De onderwijsbevoegdheid is van de Belgische federale overheid overgedragen aan de Vlaamse overheid in 1988. Sinds 2000 organiseert OESO elke drie jaar een grootschalige, internationaal vergelijkende studie PISA. Bij deze studies werd telkens aangetoond dat de Vlaamse jongeren tot de wereldtop behoren wat betreft wiskundige en wetenschappelijke geletterdheid en leesvaardigheid.[3] Ook scoort Vlaanderen opvallend beter dan andere deelstaten van België.[4] Dit is een van de redenen waarom aan de grens wonende Nederlanders, wiens onderwijs grotendeels ondermaats scoort ten opzichte van Vlaanderen[5], met duizenden (meer dan 16.000 in 2018) in Vlaamse scholen ingeschreven zijn.[6][7] Ook Walen kiezen steeds vaker voor het Vlaamse onderwijs.[8]

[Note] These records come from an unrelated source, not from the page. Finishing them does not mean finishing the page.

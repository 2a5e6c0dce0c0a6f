//! Structure Analyzer
//!
//! Recovers a document outline from plain text, line by line:
//! - Headings: short lines followed by a long line
//! - List items: bullet, numbered and lettered markers
//!
//! Runs on every analysis regardless of options. Positions are zero-based
//! line indices over a line-feed split of the untrimmed text.

use std::sync::LazyLock;

use regex::Regex;

use super::text::word_count;
use crate::constants::structure::{
    BODY_MIN_WORDS_EXCLUSIVE, HEADING_MAX_WORDS, HEADING_MIN_WORDS_EXCLUSIVE,
    LEVEL_TWO_MAX_WORDS,
};
use crate::types::{Heading, ListItem, ListKind, StructureReport};

static BULLET_ITEM: LazyLock<Regex> = LazyLock::new(|| Regex::new(r"^\s*[-*•]\s+").unwrap());
static NUMBERED_ITEM: LazyLock<Regex> = LazyLock::new(|| Regex::new(r"^\s*\d+[.)]\s+").unwrap());
static LETTERED_ITEM: LazyLock<Regex> =
    LazyLock::new(|| Regex::new(r"^\s*[a-z][.)]\s+").unwrap());

/// Outline analyzer over a borrowed text
pub struct StructureAnalyzer<'a> {
    lines: Vec<&'a str>,
}

impl<'a> StructureAnalyzer<'a> {
    pub fn new(text: &'a str) -> Self {
        Self {
            lines: text.split('\n').collect(),
        }
    }

    /// Perform complete structure analysis
    pub fn analyze(&self) -> StructureReport {
        let headings = self.find_headings();
        let list_items = self.find_list_items();
        let has_structure = !headings.is_empty() || !list_items.is_empty();

        StructureReport {
            headings,
            list_items,
            has_structure,
        }
    }

    fn find_headings(&self) -> Vec<Heading> {
        self.lines
            .iter()
            .enumerate()
            .filter_map(|(position, line)| {
                let text = line.trim();
                let words = word_count(text);
                if words <= HEADING_MIN_WORDS_EXCLUSIVE || words > HEADING_MAX_WORDS {
                    return None;
                }

                let next = self.lines.get(position + 1)?;
                if word_count(next) <= BODY_MIN_WORDS_EXCLUSIVE {
                    return None;
                }

                Some(Heading {
                    text: text.to_string(),
                    position,
                    level: heading_level(text, words),
                })
            })
            .collect()
    }

    fn find_list_items(&self) -> Vec<ListItem> {
        self.lines
            .iter()
            .enumerate()
            .filter_map(|(position, line)| {
                classify_list_item(line).map(|kind| ListItem {
                    text: line.trim().to_string(),
                    position,
                    kind,
                })
            })
            .collect()
    }
}

/// First matching marker wins. Lettered markers collapse into `Numbered`.
fn classify_list_item(line: &str) -> Option<ListKind> {
    if BULLET_ITEM.is_match(line) {
        Some(ListKind::Bullet)
    } else if NUMBERED_ITEM.is_match(line) || LETTERED_ITEM.is_match(line) {
        Some(ListKind::Numbered)
    } else {
        None
    }
}

fn heading_level(text: &str, words: usize) -> u8 {
    if is_all_uppercase(text) {
        1
    } else if words <= LEVEL_TWO_MAX_WORDS {
        2
    } else {
        3
    }
}

/// At least one cased character and no lowercase ones.
fn is_all_uppercase(text: &str) -> bool {
    let mut cased = false;
    for c in text.chars() {
        if c.is_lowercase() {
            return false;
        }
        if c.is_uppercase() {
            cased = true;
        }
    }
    cased
}

/// Convenience wrapper over [`StructureAnalyzer`].
pub fn analyze(text: &str) -> StructureReport {
    StructureAnalyzer::new(text).analyze()
}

Volgens OESO scoort het Vlaams onderwijs mager als het gaat over ongekwalificeerde uitstroom of de doorstroming van allochtone leerlingen daardoor worden heel wat leerlingen uitgestoten.[bron?] Voor hen bestaat er geen vangnet om hen te laten bijbenen, zoals dat in Finland bijvoorbeeld heel sterk aanwezig is. Dat zoveel jongeren zonder diploma op de arbeidsmarkt terechtkomen, heeft onder meer te maken met het 'watervalsysteem'. Een gebrekkige studie-oriëntatie en vooroordelen tegenover technisch en beroepsonderwijs zorgen ervoor dat ouders hun leerlingen vaak eerst in het aso dwingen. Als blijkt dat ze daar niet op hun plaats zitten, blijft men vaak eerst zitten, of zakt men af naar het technisch of beroepsonderwijs. In Vlaanderen blijft één op vijf leerlingen minstens eenmaal zitten in het basis- of middelbaar onderwijs, wat dubbel zo veel is als het gemiddelde percentage zittenblijvers in de hele OESO-regio [9]. Leerlingen voelen dat aan alsof ze gefaald hebben, met heel wat gedemotiveerde scholieren tot gevolg. Dit "watervalsysteem" heeft ook veel te maken met het wettelijk en emotioneel onderscheid dat in België nog altijd bestaat tussen arbeiders en bedienden.